DATASET RECORDS:
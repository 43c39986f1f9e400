//! # Catalog Cache
//!
//! Read-side cache of the product catalog with replace-on-notify
//! semantics.
//!
//! ## Replace on Notify
//! ```text
//! ┌─────────────────────────────────────────────────────────────────────────┐
//! │                    Catalog Refresh                                      │
//! │                                                                         │
//! │  Catalog changes land in the products table                            │
//! │       │                                                                 │
//! │       ▼                                                                 │
//! │  Refresh task wakes (interval)                                         │
//! │       │                                                                 │
//! │       ▼                                                                 │
//! │  list_active() → full snapshot                                         │
//! │       │                                                                 │
//! │       ▼                                                                 │
//! │  replace_all(snapshot) ← atomic swap under the RwLock                  │
//! │                                                                         │
//! │  The last received snapshot wins. No merge, no conflict resolution:    │
//! │  readers observe either the previous snapshot or the new one.          │
//! └─────────────────────────────────────────────────────────────────────────┘
//! ```

use std::collections::HashMap;
use std::sync::{Arc, RwLock};
use std::time::Duration;

use tokio::task::JoinHandle;
use tracing::{debug, warn};

use atelier_core::Product;
use atelier_db::Database;

/// Upper bound on catalog snapshot size.
const SNAPSHOT_LIMIT: i64 = 10_000;

/// In-memory product cache keyed by product ID.
#[derive(Debug, Default)]
pub struct CatalogCache {
    products: RwLock<HashMap<String, Product>>,
}

impl CatalogCache {
    /// Creates an empty cache.
    pub fn new() -> Self {
        Self::default()
    }

    /// Gets a product by ID.
    pub fn get(&self, id: &str) -> Option<Product> {
        self.products
            .read()
            .expect("catalog cache poisoned")
            .get(id)
            .cloned()
    }

    /// Lists all cached products, sorted by name.
    pub fn list(&self) -> Vec<Product> {
        let mut products: Vec<Product> = self
            .products
            .read()
            .expect("catalog cache poisoned")
            .values()
            .cloned()
            .collect();
        products.sort_by(|a, b| a.name.cmp(&b.name));
        products
    }

    /// Number of cached products.
    pub fn len(&self) -> usize {
        self.products.read().expect("catalog cache poisoned").len()
    }

    /// True if the cache holds no products.
    pub fn is_empty(&self) -> bool {
        self.len() == 0
    }

    /// Atomically replaces the cache contents with a full snapshot.
    ///
    /// Products absent from the snapshot disappear; there is no merge.
    pub fn replace_all(&self, snapshot: Vec<Product>) {
        let next: HashMap<String, Product> = snapshot
            .into_iter()
            .map(|p| (p.id.clone(), p))
            .collect();

        let mut products = self.products.write().expect("catalog cache poisoned");
        *products = next;

        debug!(count = products.len(), "Catalog snapshot applied");
    }
}

/// Loads the current catalog into the cache once.
///
/// Called at startup so the storefront serves products before the
/// first refresh tick.
pub async fn prime(cache: &CatalogCache, db: &Database) {
    match db.products().list_active(SNAPSHOT_LIMIT).await {
        Ok(snapshot) => cache.replace_all(snapshot),
        Err(e) => warn!(error = %e, "Failed to prime catalog cache"),
    }
}

/// Spawns the background refresh task.
///
/// Each tick fetches a full snapshot and swaps it in. Fetch failures
/// keep the previous snapshot; the next tick tries again.
pub fn spawn_refresh_task(
    cache: Arc<CatalogCache>,
    db: Database,
    interval: Duration,
) -> JoinHandle<()> {
    tokio::spawn(async move {
        let mut ticker = tokio::time::interval(interval);
        // The immediate first tick duplicates prime(); skip it
        ticker.tick().await;

        loop {
            ticker.tick().await;

            match db.products().list_active(SNAPSHOT_LIMIT).await {
                Ok(snapshot) => cache.replace_all(snapshot),
                Err(e) => warn!(error = %e, "Catalog refresh failed, keeping previous snapshot"),
            }
        }
    })
}

// =============================================================================
// Unit Tests
// =============================================================================

#[cfg(test)]
mod tests {
    use super::*;
    use chrono::Utc;

    fn test_product(id: &str, name: &str) -> Product {
        Product {
            id: id.to_string(),
            sku: format!("SKU-{}", id),
            name: name.to_string(),
            description: None,
            image_url: None,
            price_cents: 1000,
            is_active: true,
            created_at: Utc::now(),
            updated_at: Utc::now(),
        }
    }

    #[test]
    fn test_replace_all_swaps_fully() {
        let cache = CatalogCache::new();
        cache.replace_all(vec![test_product("old", "Old Product")]);
        assert!(cache.get("old").is_some());

        // The new snapshot does not contain "old": last snapshot wins
        cache.replace_all(vec![test_product("a", "A"), test_product("b", "B")]);

        assert!(cache.get("old").is_none());
        assert_eq!(cache.len(), 2);
    }

    #[test]
    fn test_list_sorted_by_name() {
        let cache = CatalogCache::new();
        cache.replace_all(vec![
            test_product("1", "Zinnia Seeds"),
            test_product("2", "Amber Candle"),
        ]);

        let names: Vec<String> = cache.list().into_iter().map(|p| p.name).collect();
        assert_eq!(names, vec!["Amber Candle", "Zinnia Seeds"]);
    }

    #[tokio::test]
    async fn test_prime_from_database() {
        let db = atelier_db::Database::new(atelier_db::DbConfig::in_memory())
            .await
            .unwrap();
        db.products()
            .upsert(&test_product("p1", "Candle"))
            .await
            .unwrap();

        let cache = CatalogCache::new();
        prime(&cache, &db).await;

        assert_eq!(cache.len(), 1);
        assert!(cache.get("p1").is_some());
    }
}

WORK ORDER:
Restating the data word for word is the whole task.

TASK OUTPUT:
repository 43c39986f1f9e400
//! # Catalog Cache
//!
//! Read-side cache of the product catalog with replace-on-notify
//! semantics.
//!
//! ## Replace on Notify
//! ```text
//! ┌─────────────────────────────────────────────────────────────────────────┐
//! │                    Catalog Refresh                                      │
//! │                                                                         │
//! │  Catalog changes land in the products table                            │
//! │       │                                                                 │
//! │       ▼                                                                 │
//! │  Refresh task wakes (interval)                                         │
//! │       │                                                                 │
//! │       ▼                                                                 │
//! │  list_active() → full snapshot                                         │
//! │       │                                                                 │
//! │       ▼                                                                 │
//! │  replace_all(snapshot) ← atomic swap under the RwLock                  │
//! │                                                                         │
//! │  The last received snapshot wins. No merge, no conflict resolution:    │
//! │  readers observe either the previous snapshot or the new one.          │
//! └─────────────────────────────────────────────────────────────────────────┘
//! ```

use std::collections::HashMap;
use std::sync::{Arc, RwLock};
use std::time::Duration;

use tokio::task::JoinHandle;
use tracing::{debug, warn};

use atelier_core::Product;
use atelier_db::Database;

/// Upper bound on catalog snapshot size.
const SNAPSHOT_LIMIT: i64 = 10_000;

/// In-memory product cache keyed by product ID.
#[derive(Debug, Default)]
pub struct CatalogCache {
    products: RwLock<HashMap<String, Product>>,
}

impl CatalogCache {
    /// Creates an empty cache.
    pub fn new() -> Self {
        Self::default()
    }

    /// Gets a product by ID.
    pub fn get(&self, id: &str) -> Option<Product> {
        self.products
            .read()
            .expect("catalog cache poisoned")
            .get(id)
            .cloned()
    }

    /// Lists all cached products, sorted by name.
    pub fn list(&self) -> Vec<Product> {
        let mut products: Vec<Product> = self
            .products
            .read()
            .expect("catalog cache poisoned")
            .values()
            .cloned()
            .collect();
        products.sort_by(|a, b| a.name.cmp(&b.name));
        products
    }

    /// Number of cached products.
    pub fn len(&self) -> usize {
        self.products.read().expect("catalog cache poisoned").len()
    }

    /// True if the cache holds no products.
    pub fn is_empty(&self) -> bool {
        self.len() == 0
    }

    /// Atomically replaces the cache contents with a full snapshot.
    ///
    /// Products absent from the snapshot disappear; there is no merge.
    pub fn replace_all(&self, snapshot: Vec<Product>) {
        let next: HashMap<String, Product> = snapshot
            .into_iter()
            .map(|p| (p.id.clone(), p))
            .collect();

        let mut products = self.products.write().expect("catalog cache poisoned");
        *products = next;

        debug!(count = products.len(), "Catalog snapshot applied");
    }
}

/// Loads the current catalog into the cache once.
///
/// Called at startup so the storefront serves products before the
/// first refresh tick.
pub async fn prime(cache: &CatalogCache, db: &Database) {
    match db.products().list_active(SNAPSHOT_LIMIT).await {
        Ok(snapshot) => cache.replace_all(snapshot),
        Err(e) => warn!(error = %e, "Failed to prime catalog cache"),
    }
}

/// Spawns the background refresh task.
///
/// Each tick fetches a full snapshot and swaps it in. Fetch failures
/// keep the previous snapshot; the next tick tries again.
pub fn spawn_refresh_task(
    cache: Arc<CatalogCache>,
    db: Database,
    interval: Duration,
) -> JoinHandle<()> {
    tokio::spawn(async move {
        let mut ticker = tokio::time::interval(interval);
        // The immediate first tick duplicates prime(); skip it
        ticker.tick().await;

        loop {
            ticker.tick().await;

            match db.products().list_active(SNAPSHOT_LIMIT).await {
                Ok(snapshot) => cache.replace_all(snapshot),
                Err(e) => warn!(error = %e, "Catalog refresh failed, keeping previous snapshot"),
            }
        }
    })
}

// =============================================================================
// Unit Tests
// =============================================================================

#[cfg(test)]
mod tests {
    use super::*;
    use chrono::Utc;

    fn test_product(id: &str, name: &str) -> Product {
        Product {
            id: id.to_string(),
            sku: format!("SKU-{}", id),
            name: name.to_string(),
            description: None,
            image_url: None,
            price_cents: 1000,
            is_active: true,
            created_at: Utc::now(),
            updated_at: Utc::now(),
        }
    }

    #[test]
    fn test_replace_all_swaps_fully() {
        let cache = CatalogCache::new();
        cache.replace_all(vec![test_product("old", "Old Product")]);
        assert!(cache.get("old").is_some());

        // The new snapshot does not contain "old": last snapshot wins
        cache.replace_all(vec![test_product("a", "A"), test_product("b", "B")]);

        assert!(cache.get("old").is_none());
        assert_eq!(cache.len(), 2);
    }

    #[test]
    fn test_list_sorted_by_name() {
        let cache = CatalogCache::new();
        cache.replace_all(vec![
            test_product("1", "Zinnia Seeds"),
            test_product("2", "Amber Candle"),
        ]);

        let names: Vec<String> = cache.list().into_iter().map(|p| p.name).collect();
        assert_eq!(names, vec!["Amber Candle", "Zinnia Seeds"]);
    }

    #[tokio::test]
    async fn test_prime_from_database() {
        let db = atelier_db::Database::new(atelier_db::DbConfig::in_memory())
            .await
            .unwrap();
        db.products()
            .upsert(&test_product("p1", "Candle"))
            .await
            .unwrap();

        let cache = CatalogCache::new();
        prime(&cache, &db).await;

        assert_eq!(cache.len(), 1);
        assert!(cache.get("p1").is_some());
    }
}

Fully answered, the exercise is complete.